**TASK INSTRUCTIONS**.
Only one stretch of the listing below is wanted. Begin at the line that has "if samples.len() <", stop after the line that has "match interpolate(x, y)", and repeat every line in between exactly.

**DATA FOR PROCESSING**.
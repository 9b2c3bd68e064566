// TOML config adapter - Configuration management using TOML files

use std::collections::HashMap;
use std::path::{Path, PathBuf};
use std::sync::{Arc, RwLock, RwLockReadGuard, RwLockWriteGuard};

use async_trait::async_trait;

use crate::domain::errors::*;
use crate::domain::model::{InterpolationMethod, OverwritePolicy};
use crate::ports::*;
use crate::utils::logging::LogFormat;

/// Built-in defaults, lowest precedence
const DEFAULTS: &[(&str, &str)] = &[
    ("log.level", "info"),
    ("log.format", "pretty"),
    ("output.overwrite", "always"),
    ("mesh.interpolation", "linear"),
    ("inputs.vegetation", "data/vegclass_2z.asc"),
    ("inputs.zones", "data/zonemap_2z.asc"),
    ("inputs.landscape", "data/casimir-data-requirements.xlsx"),
];

/// TOML configuration adapter
///
/// Values are kept as strings under dotted keys; `[mesh] shear_variable = "taus"`
/// is stored as `mesh.shear_variable`.
pub struct TomlConfigAdapter {
    config: Arc<RwLock<HashMap<String, String>>>,
    config_file_path: Arc<RwLock<Option<PathBuf>>>,
}

impl TomlConfigAdapter {
    /// Create new TOML config adapter holding the defaults
    pub fn new() -> Result<Self, DomainError> {
        let config = DEFAULTS
            .iter()
            .map(|(k, v)| (k.to_string(), v.to_string()))
            .collect();
        Ok(Self {
            config: Arc::new(RwLock::new(config)),
            config_file_path: Arc::new(RwLock::new(None)),
        })
    }

    fn read(&self) -> Result<RwLockReadGuard<'_, HashMap<String, String>>, DomainError> {
        self.config
            .read()
            .map_err(|_| DomainError::Internal("config lock poisoned".to_string()))
    }

    fn write(&self) -> Result<RwLockWriteGuard<'_, HashMap<String, String>>, DomainError> {
        self.config
            .write()
            .map_err(|_| DomainError::Internal("config lock poisoned".to_string()))
    }

    /// Parse TOML text into dotted key/value pairs
    pub fn parse_toml(toml_content: &str) -> Result<Vec<(String, String)>, DomainError> {
        let parsed: toml::Table = toml::from_str(toml_content)
            .map_err(|e| DomainError::Config(format!("Failed to parse TOML config: {}", e)))?;

        let mut entries = Vec::new();
        flatten("", &toml::Value::Table(parsed), &mut entries)?;
        Ok(entries)
    }
}

fn flatten(
    prefix: &str,
    value: &toml::Value,
    out: &mut Vec<(String, String)>,
) -> Result<(), DomainError> {
    let scalar = match value {
        toml::Value::Table(table) => {
            for (key, nested) in table {
                let full = if prefix.is_empty() {
                    key.clone()
                } else {
                    format!("{}.{}", prefix, key)
                };
                flatten(&full, nested, out)?;
            }
            return Ok(());
        }
        toml::Value::String(s) => s.clone(),
        toml::Value::Integer(i) => i.to_string(),
        toml::Value::Float(f) => f.to_string(),
        toml::Value::Boolean(b) => b.to_string(),
        toml::Value::Datetime(d) => d.to_string(),
        toml::Value::Array(_) => {
            return Err(DomainError::Config(format!(
                "array values are not supported (key '{}')",
                prefix
            )))
        }
    };
    out.push((prefix.to_string(), scalar));
    Ok(())
}

#[async_trait]
impl ConfigPort for TomlConfigAdapter {
    async fn get_config(&self, key: &str) -> Result<Option<String>, DomainError> {
        Ok(self.read()?.get(key).cloned())
    }

    async fn set_config(&self, key: &str, value: &str) -> Result<(), DomainError> {
        self.write()?.insert(key.to_string(), value.to_string());
        tracing::debug!(key, value, "config set");
        Ok(())
    }

    async fn load_config(&self, file_path: &Path) -> Result<(), DomainError> {
        let content = tokio::fs::read_to_string(file_path).await.map_err(|e| {
            DomainError::Config(format!(
                "Failed to read config file {}: {}",
                file_path.display(),
                e
            ))
        })?;

        let entries = Self::parse_toml(&content)?;
        let count = entries.len();
        self.write()?.extend(entries);
        *self
            .config_file_path
            .write()
            .map_err(|_| DomainError::Internal("config lock poisoned".to_string()))? =
            Some(file_path.to_path_buf());

        tracing::debug!(path = %file_path.display(), keys = count, "config file loaded");
        Ok(())
    }

    async fn validate_config(&self) -> Result<(), DomainError> {
        let config = self.read()?;
        let invalid = |key: &str, e: DomainError| {
            let detail = match e {
                DomainError::BadArgs(msg) => msg,
                other => other.to_string(),
            };
            DomainError::Config(format!("{}: {}", key, detail))
        };

        if let Some(level) = config.get("log.level") {
            LogLevel::parse(level).map_err(|e| invalid("log.level", e))?;
        }
        if let Some(format) = config.get("log.format") {
            LogFormat::parse(format).map_err(|e| invalid("log.format", e))?;
        }
        if let Some(policy) = config.get("output.overwrite") {
            OverwritePolicy::parse(policy).map_err(|e| invalid("output.overwrite", e))?;
        }
        if let Some(method) = config.get("mesh.interpolation") {
            InterpolationMethod::parse(method).map_err(|e| invalid("mesh.interpolation", e))?;
        }

        for key in ["mesh.x_variable", "mesh.y_variable", "mesh.shear_variable"] {
            if config.get(key).is_some_and(|v| v.trim().is_empty()) {
                return Err(DomainError::Config(format!("{} must not be empty", key)));
            }
        }

        Ok(())
    }

    async fn get_config_file_path(&self) -> Result<Option<PathBuf>, DomainError> {
        Ok(self
            .config_file_path
            .read()
            .map_err(|_| DomainError::Internal("config lock poisoned".to_string()))?
            .clone())
    }
}
// Mesh regridding - Project D-FLOW flow element values onto an ESRI grid

use spade::{DelaunayTriangulation, FloatTriangulation, HasPosition, Point2, Triangulation};
use tracing::debug;

use crate::domain::errors::DomainError;
use crate::domain::model::*;


/// Flow element centre carrying its bed shear stress
#[derive(Debug, Clone, Copy)]
struct MeshSample {
    position: Point2<f64>,
    shear: f64,
}

impl HasPosition for MeshSample {
    type Scalar = f64;

    fn position(&self) -> Point2<f64> {
        self.position
    }
}

/// Interpolate mesh shear onto the grid described by `header`.
///
/// Grid nodes sit at `xllcorner + i * cellsize`, `yllcorner + j * cellsize`
/// so the result lines up with the vegetation maps CASiMiR produces. Nodes
/// outside the convex hull of the mesh get the header's NODATA value. Row 0
/// of the result is the northernmost row.
pub fn regrid(
    mesh: &ShearMesh,
    header: &GridHeader,
    method: InterpolationMethod,
) -> Result<AsciiGrid, DomainError> {
    let samples: Vec<MeshSample> = mesh
        .points()
        .map(|(x, y, shear)| MeshSample {
            position: Point2::new(x, y),
            shear,
        })
        .collect();

    if samples.len() < 3 {
        return Err(DomainError::InsufficientMesh(format!(
            "{} usable flow elements, at least 3 required",
            samples.len()
        )));
    }

    let triangulation = DelaunayTriangulation::<MeshSample>::bulk_load(samples)
        .map_err(|e| DomainError::Mesh(format!("triangulation failed: {:?}", e)))?;

    if triangulation.num_inner_faces() == 0 {
        return Err(DomainError::InsufficientMesh(
            "flow elements are collinear".to_string(),
        ));
    }

    debug!(
        vertices = triangulation.num_vertices(),
        faces = triangulation.num_inner_faces(),
        %method,
        "mesh triangulated"
    );

    let node_x: Vec<f64> = (0..header.ncols)
        .map(|i| header.xllcorner + i as f64 * header.cellsize)
        .collect();

    let mut data = Vec::with_capacity(header.cell_count()?);
    let mut outside = 0usize;

    let interpolate = |x: f64, y: f64| -> Option<f64> {
        let point = Point2::new(x, y);
        match method {
            InterpolationMethod::Linear => triangulation
                .barycentric()
                .interpolate(|v| v.data().shear, point),
            InterpolationMethod::Natural => triangulation
                .natural_neighbor()
                .interpolate(|v| v.data().shear, point),
        }
    };

    // Southernmost node row is j = 0; emit north first
    for j in (0..header.nrows).rev() {
        let y = header.yllcorner + j as f64 * header.cellsize;
        for &x in &node_x {
            match interpolate(x, y) {
                Some(value) if value.is_finite() => data.push(value),
                _ => {
                    outside += 1;
                    data.push(header.nodata_value);
                }
            }
        }
    }

    debug!(nodes = data.len(), outside, "mesh regridded");

    AsciiGrid::new(header.clone(), data)
}
// Local filesystem adapter - File system operations

use std::path::Path;

use async_trait::async_trait;
use tracing::debug;

use crate::domain::errors::*;
use crate::ports::*;

/// Filesystem adapter backed by tokio::fs
#[derive(Debug, Default)]
pub struct LocalFsAdapter;

impl LocalFsAdapter {
    /// Create new filesystem adapter
    pub fn new() -> Result<Self, DomainError> {
        Ok(Self)
    }
}

#[async_trait]
impl FsPort for LocalFsAdapter {
    async fn file_exists(&self, path: &Path) -> Result<bool, DomainError> {
        tokio::fs::try_exists(path).await.map_err(|e| {
            DomainError::FsFail(format!("Failed to stat {}: {}", path.display(), e))
        })
    }

    async fn ensure_parent_dir(&self, path: &Path) -> Result<(), DomainError> {
        let Some(parent) = path.parent().filter(|p| !p.as_os_str().is_empty()) else {
            return Ok(());
        };
        if tokio::fs::try_exists(parent).await.unwrap_or(false) {
            return Ok(());
        }

        debug!(dir = %parent.display(), "creating output directory");
        tokio::fs::create_dir_all(parent).await.map_err(|e| {
            DomainError::FsFail(format!(
                "Failed to create directory {}: {}",
                parent.display(),
                e
            ))
        })
    }
}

**WRITTEN REPLY**.
    if samples.len() < 3 {
        return Err(DomainError::InsufficientMesh(format!(
            "{} usable flow elements, at least 3 required",
            samples.len()
        )));
    }

    let triangulation = DelaunayTriangulation::<MeshSample>::bulk_load(samples)
        .map_err(|e| DomainError::Mesh(format!("triangulation failed: {:?}", e)))?;

    if triangulation.num_inner_faces() == 0 {
        return Err(DomainError::InsufficientMesh(
            "flow elements are collinear".to_string(),
        ));
    }

    debug!(
        vertices = triangulation.num_vertices(),
        faces = triangulation.num_inner_faces(),
        %method,
        "mesh triangulated"
    );

    let node_x: Vec<f64> = (0..header.ncols)
        .map(|i| header.xllcorner + i as f64 * header.cellsize)
        .collect();

    let mut data = Vec::with_capacity(header.cell_count()?);
    let mut outside = 0usize;

    let interpolate = |x: f64, y: f64| -> Option<f64> {
        let point = Point2::new(x, y);
        match method {
            InterpolationMethod::Linear => triangulation
                .barycentric()
                .interpolate(|v| v.data().shear, point),
            InterpolationMethod::Natural => triangulation
                .natural_neighbor()
                .interpolate(|v| v.data().shear, point),
        }
    };

    // Southernmost node row is j = 0; emit north first
    for j in (0..header.nrows).rev() {
        let y = header.yllcorner + j as f64 * header.cellsize;
        for &x in &node_x {
            match interpolate(x, y) {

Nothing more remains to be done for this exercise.